Requirement: Using the listing below, copy every line that mentions "input".

Data for this exercise:
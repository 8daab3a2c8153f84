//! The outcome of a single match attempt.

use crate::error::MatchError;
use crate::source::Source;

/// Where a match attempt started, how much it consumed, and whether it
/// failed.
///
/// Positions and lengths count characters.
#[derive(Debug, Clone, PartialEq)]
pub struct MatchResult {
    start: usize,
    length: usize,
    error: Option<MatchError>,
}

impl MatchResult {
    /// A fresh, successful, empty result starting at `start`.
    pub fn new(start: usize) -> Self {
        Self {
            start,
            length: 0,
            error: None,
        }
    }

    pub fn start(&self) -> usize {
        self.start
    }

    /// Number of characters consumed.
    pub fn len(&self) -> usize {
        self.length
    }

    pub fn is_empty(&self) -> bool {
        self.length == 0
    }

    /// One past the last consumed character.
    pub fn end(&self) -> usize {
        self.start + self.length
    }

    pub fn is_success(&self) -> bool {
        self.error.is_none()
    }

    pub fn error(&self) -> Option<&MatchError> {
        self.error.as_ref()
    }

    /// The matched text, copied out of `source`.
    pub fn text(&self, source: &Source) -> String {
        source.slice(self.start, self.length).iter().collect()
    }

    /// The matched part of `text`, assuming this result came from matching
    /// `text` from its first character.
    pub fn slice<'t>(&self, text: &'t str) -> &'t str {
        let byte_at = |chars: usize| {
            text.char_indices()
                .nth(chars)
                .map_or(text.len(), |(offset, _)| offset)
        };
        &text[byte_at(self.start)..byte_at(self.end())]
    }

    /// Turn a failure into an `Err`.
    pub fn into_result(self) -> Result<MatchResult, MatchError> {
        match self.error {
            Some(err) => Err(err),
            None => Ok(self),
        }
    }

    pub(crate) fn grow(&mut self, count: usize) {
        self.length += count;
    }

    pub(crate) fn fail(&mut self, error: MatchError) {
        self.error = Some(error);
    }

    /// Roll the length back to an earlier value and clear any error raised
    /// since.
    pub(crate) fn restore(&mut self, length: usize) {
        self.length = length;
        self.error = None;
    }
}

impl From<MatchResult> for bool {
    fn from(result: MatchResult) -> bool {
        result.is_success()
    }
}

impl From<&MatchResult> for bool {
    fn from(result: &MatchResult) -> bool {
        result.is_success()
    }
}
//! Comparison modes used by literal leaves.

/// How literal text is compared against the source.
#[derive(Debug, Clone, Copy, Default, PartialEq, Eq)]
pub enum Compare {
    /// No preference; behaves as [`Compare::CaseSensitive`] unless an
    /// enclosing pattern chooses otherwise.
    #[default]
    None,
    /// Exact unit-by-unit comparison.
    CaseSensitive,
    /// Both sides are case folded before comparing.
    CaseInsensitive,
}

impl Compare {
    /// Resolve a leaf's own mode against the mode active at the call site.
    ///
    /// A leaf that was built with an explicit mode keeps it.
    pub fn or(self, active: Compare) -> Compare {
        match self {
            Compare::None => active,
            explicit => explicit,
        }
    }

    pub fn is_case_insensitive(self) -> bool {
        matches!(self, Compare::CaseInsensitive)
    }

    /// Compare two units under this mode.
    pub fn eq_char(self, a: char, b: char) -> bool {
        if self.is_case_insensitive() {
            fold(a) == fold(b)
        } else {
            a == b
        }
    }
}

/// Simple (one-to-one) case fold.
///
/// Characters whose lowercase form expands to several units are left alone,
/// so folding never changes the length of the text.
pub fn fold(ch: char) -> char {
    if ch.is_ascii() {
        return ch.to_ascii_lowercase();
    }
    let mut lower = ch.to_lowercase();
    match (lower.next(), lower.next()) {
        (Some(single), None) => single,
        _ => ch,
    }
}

==

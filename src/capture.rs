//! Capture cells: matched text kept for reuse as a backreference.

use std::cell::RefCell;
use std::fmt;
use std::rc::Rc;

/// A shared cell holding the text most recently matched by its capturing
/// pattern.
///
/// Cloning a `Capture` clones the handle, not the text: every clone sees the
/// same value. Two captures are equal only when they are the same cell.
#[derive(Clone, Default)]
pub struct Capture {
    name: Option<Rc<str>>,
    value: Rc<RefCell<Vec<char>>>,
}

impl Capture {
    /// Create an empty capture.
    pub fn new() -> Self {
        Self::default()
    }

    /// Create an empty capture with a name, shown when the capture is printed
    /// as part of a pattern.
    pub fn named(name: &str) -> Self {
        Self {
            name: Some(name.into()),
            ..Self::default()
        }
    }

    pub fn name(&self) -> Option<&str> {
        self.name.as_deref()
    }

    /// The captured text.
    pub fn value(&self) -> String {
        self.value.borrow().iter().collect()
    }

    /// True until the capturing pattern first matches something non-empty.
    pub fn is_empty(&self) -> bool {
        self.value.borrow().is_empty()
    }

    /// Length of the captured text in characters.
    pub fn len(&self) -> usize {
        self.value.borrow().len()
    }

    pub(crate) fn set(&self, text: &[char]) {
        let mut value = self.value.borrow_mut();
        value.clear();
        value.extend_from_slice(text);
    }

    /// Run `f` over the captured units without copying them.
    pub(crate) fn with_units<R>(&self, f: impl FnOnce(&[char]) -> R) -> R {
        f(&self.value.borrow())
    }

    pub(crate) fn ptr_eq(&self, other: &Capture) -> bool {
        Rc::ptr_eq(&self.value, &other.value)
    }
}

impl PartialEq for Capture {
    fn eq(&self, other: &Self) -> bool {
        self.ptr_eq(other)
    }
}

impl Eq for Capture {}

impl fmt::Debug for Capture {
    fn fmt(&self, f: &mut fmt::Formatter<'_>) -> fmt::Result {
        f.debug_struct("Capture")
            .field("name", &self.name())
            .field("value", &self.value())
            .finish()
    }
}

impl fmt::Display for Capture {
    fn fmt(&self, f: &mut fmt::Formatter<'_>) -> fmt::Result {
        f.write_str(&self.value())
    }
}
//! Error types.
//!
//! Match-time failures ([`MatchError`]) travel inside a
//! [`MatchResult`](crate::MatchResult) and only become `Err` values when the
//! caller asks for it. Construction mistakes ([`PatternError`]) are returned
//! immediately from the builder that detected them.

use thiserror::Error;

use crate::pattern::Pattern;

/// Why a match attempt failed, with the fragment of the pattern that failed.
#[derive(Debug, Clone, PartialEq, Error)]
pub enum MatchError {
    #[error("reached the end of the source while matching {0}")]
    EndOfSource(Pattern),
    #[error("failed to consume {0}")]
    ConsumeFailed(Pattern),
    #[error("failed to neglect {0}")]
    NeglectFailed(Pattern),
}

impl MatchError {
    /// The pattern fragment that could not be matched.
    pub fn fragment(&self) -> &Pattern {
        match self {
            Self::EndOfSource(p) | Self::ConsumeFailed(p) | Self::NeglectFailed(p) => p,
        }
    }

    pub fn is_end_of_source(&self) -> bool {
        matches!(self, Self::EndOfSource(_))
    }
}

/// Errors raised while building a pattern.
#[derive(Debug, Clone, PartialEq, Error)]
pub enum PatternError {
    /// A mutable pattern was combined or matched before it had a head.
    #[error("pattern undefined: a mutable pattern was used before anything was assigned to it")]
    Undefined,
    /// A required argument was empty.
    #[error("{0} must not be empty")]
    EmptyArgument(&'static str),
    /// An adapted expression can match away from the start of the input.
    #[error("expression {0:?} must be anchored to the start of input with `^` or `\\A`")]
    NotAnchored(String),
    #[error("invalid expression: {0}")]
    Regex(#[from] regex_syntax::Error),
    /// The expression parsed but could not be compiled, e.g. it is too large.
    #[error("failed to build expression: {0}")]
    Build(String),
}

The answer:
    /// An adapted expression can match away from the start of the input.
    #[error("expression {0:?} must be anchored to the start of input with `^` or `\\A`")]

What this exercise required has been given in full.